The Palacio de la Inquisición itself — today a museum preserving the original torture instruments — is the focal point of Cartagena's ghost tradition. Museum staff, tour guides, and visitors report consistent phenomena: cold spots in the interrogation chamber, the sound of women's voices praying in Ladino in the basement cells, sudden drops in barometric pressure during tours, and the persistent impression of being watched in the central courtyard where public burnings were conducted. The adjacent Plaza de Bolívar and the Iglesia de San Pedro Claver (where the Jesuit 'Apostle of the Slaves' Pedro Claver ministered to Africans disembarking at the docks) produce additional reports of enslaved-ancestor apparitions, with a particularly consistent tradition of a young African woman in chains observed at dawn at the church's entrance.

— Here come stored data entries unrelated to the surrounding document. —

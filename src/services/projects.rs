//! Project Service
//!
//! Project CRUD, collaborator lifecycle, and custom board lifecycle. Every
//! operation re-derives the caller's role from freshly loaded state; a
//! project that exists but is invisible to the caller is reported as not
//! found, never as forbidden.

use std::sync::Arc;

use rand::Rng;
use rand::distributions::Alphanumeric;

use crate::authz::ProjectAcl;
use crate::database::{CollaboratorRow, Database, DatabaseError, ProjectRow, UserRow};
use crate::error::ApiError;
use crate::models::{
    self, BoardView, CollaboratorInput, CollaboratorView, CreateProjectRequest, ProjectType,
    ProjectView, Role, UpdateProjectRequest, UserSummary,
};
use crate::notify::{Notification, Notifier, dispatch};

const SHORT_ID_LEN: usize = 8;
const SHORT_ID_ATTEMPTS: usize = 3;

#[derive(Clone)]
pub struct ProjectService {
    db: Database,
    notifier: Arc<dyn Notifier>,
}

Other hotspots include the Castillo de San Felipe de Barajas, a massive seventeenth-century coastal fortress whose underground tunnels produce continuous reports of soldiers' voices in Spanish and of footsteps walking the magazine corridors; the Boca Grande hotel zone, built over a former leper hospital; and the Teatro Adolfo Mejía, said to host the figure of a Caribbean opera singer who died on its stage in 1911. The layered trauma of slavery, the Inquisition, repeated siege, and the city's ongoing vibrancy have given Cartagena a paranormal character rivaled in the hemisphere only by Salvador de Bahia and Lima.